Page MenuHomePhabricator

Current status of cloudmetrics and its components
Open, Needs TriagePublic

Description

This task captures the current (May 2023) status of cloudmetrics hosts and their components, and opens the discussion on what their future might be. Please feel free to edit the description if I (@fgiunchedi) missed something.

There are two cloudmetrics hosts, each running the following:

  1. graphite/statsd
  2. grafana
  3. prometheus

Given the big progress that's happened lately (on a multiple-months scale that is, also thanks to the excellent work by @taavi) with metricsinfra project, I'd like to pose the following questions:

  1. Is graphite/statsd on cloudmetrics still actively consumed/useful? (i.e. does anyone look at the metrics?)
  2. Ditto for grafana on cloudmetrics? (i.e. https://grafana-cloud.wikimedia.org).

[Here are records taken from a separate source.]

//! Query Refiner
//!
//! Rewrites a natural-language information need into a search-engine
//! query. Models sometimes ignore the "output only the query"
//! instruction and prefix a label; `strip_preamble` compensates.

use crate::llm::{LlmError, LlmGateway};
use crate::prompts;
use once_cell::sync::Lazy;
use regex::Regex;
use tracing::info;

/// Preamble labels models prepend despite instructions
static PREAMBLE_LABEL: Lazy<Regex> = Lazy::new(|| {
    Regex::new(r"(?i)(?:optimized query|search query|query)\s*:").expect("hardcoded regex")
});

/// Drop everything up to and including a known preamble label, then trim
pub fn strip_preamble(text: &str) -> String {
    match PREAMBLE_LABEL.find(text) {
        Some(m) => text[m.end()..].trim().to_string(),
        None => text.trim().to_string(),
    }
}

/// Rewrite the information need into an optimized search query
pub async fn refine(
    gateway: &LlmGateway,
    model: &str,
    information_need: &str,
) -> Result<String, LlmError> {
    let prompt = prompts::build_refinement_prompt(information_need);
    let reply = gateway.prompt(model, &prompt).await?;

    let query = strip_preamble(&reply);
    info!("Optimized search query: {}", query);
    Ok(query)
}

#[cfg(test)]
mod tests {
    use super::*;
    use crate::llm::ScriptedBackend;

    #[test]
    fn test_strip_preamble_labels() {
        assert_eq!(
            strip_preamble("Optimized query: london weather today"),
            "london weather today"
        );
        assert_eq!(strip_preamble("Search Query:  tokyo population 2024"), "tokyo population 2024");
        assert_eq!(strip_preamble("query: rust borrow checker"), "rust borrow checker");
    }

    #[test]
    fn test_strip_preamble_without_label_only_trims() {
        assert_eq!(strip_preamble("  nobel prize physics 2023  "), "nobel prize physics 2023");
    }

    #[test]
    fn test_strip_preamble_keeps_text_after_label_only() {
        let reply = "Sure! Here is what I would search for.\nOptimized query: capital of france";
        assert_eq!(strip_preamble(reply), "capital of france");
    }

    #[tokio::test]
    async fn test_refine_embeds_need() {
        let backend = ScriptedBackend::new();
        backend.push_reply("Optimized query: current weather london");

        let gateway = LlmGateway::with_backend(Box::new(backend.clone()), "m");
        let query = refine(&gateway, "m", "What is the weather in London?")
            .await
            .unwrap();

        assert_eq!(query, "current weather london");
        assert!(backend.call(0)[0].content.contains("What is the weather in London?"));
    }
}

I believe the answer is likely "on its way out" given T333568: Move WMCS dashboards to grafana.wmcloud.org

Ideally both answers are 'no', but regardless I'd like to move the labs instance of Prometheus off cloudmetrics and onto the Prometheus production hardware. My understanding is that this move will help both WMCS (one less component to think about) and Observability (less variance/snowflakes).

Related Objects

StatusSubtypeAssignedTask
OpenNone
Resolvedtaavi
Resolvedtaavi
Resolvedtaavi
Resolvedtaavi
Resolved JHedden
Resolved JHedden
ResolvedBstorm
Resolvedbd808
ResolvedAndrew
DeclinedNone
OpenNone
Resolved nskaggs
OpenNone
OpenNone
Resolvedtaavi
Resolvedtaavi
OpenNone
OpenNone
Resolvedtaavi
OpenNone
OpenNone
Resolvedtaavi
Resolvedtaavi
OpenNone
OpenNone
Resolvedtaavi
Resolvedjbond
Resolvedtaavi
Resolvedtaavi
Resolvedtaavi
OpenNone
Opentaavi
OpenNone
Resolvedtaavi
Resolveddcaro
ResolvedAndrew
Resolvedhashar
Resolvedfgiunchedi
Resolvedtaavi
OpenNone
OpenNone

Event Timeline

taavi added subscribers: Andrew, bd808.

Hi!

Is graphite/statsd on cloudmetrics still actively consumed/useful? (i.e. does anyone look at the metrics?)

Not really[1]. There are some grafana-cloud dashboards (and a majority of those are probably unused these days) using it but the equivalent metrics are present on the metricsinfra Prometheus instance.

[1]: Excluding deployment-prep, which is a whole different beast. It's been broken for months already due to hostname changes so I don't think it's a blocker. T241285.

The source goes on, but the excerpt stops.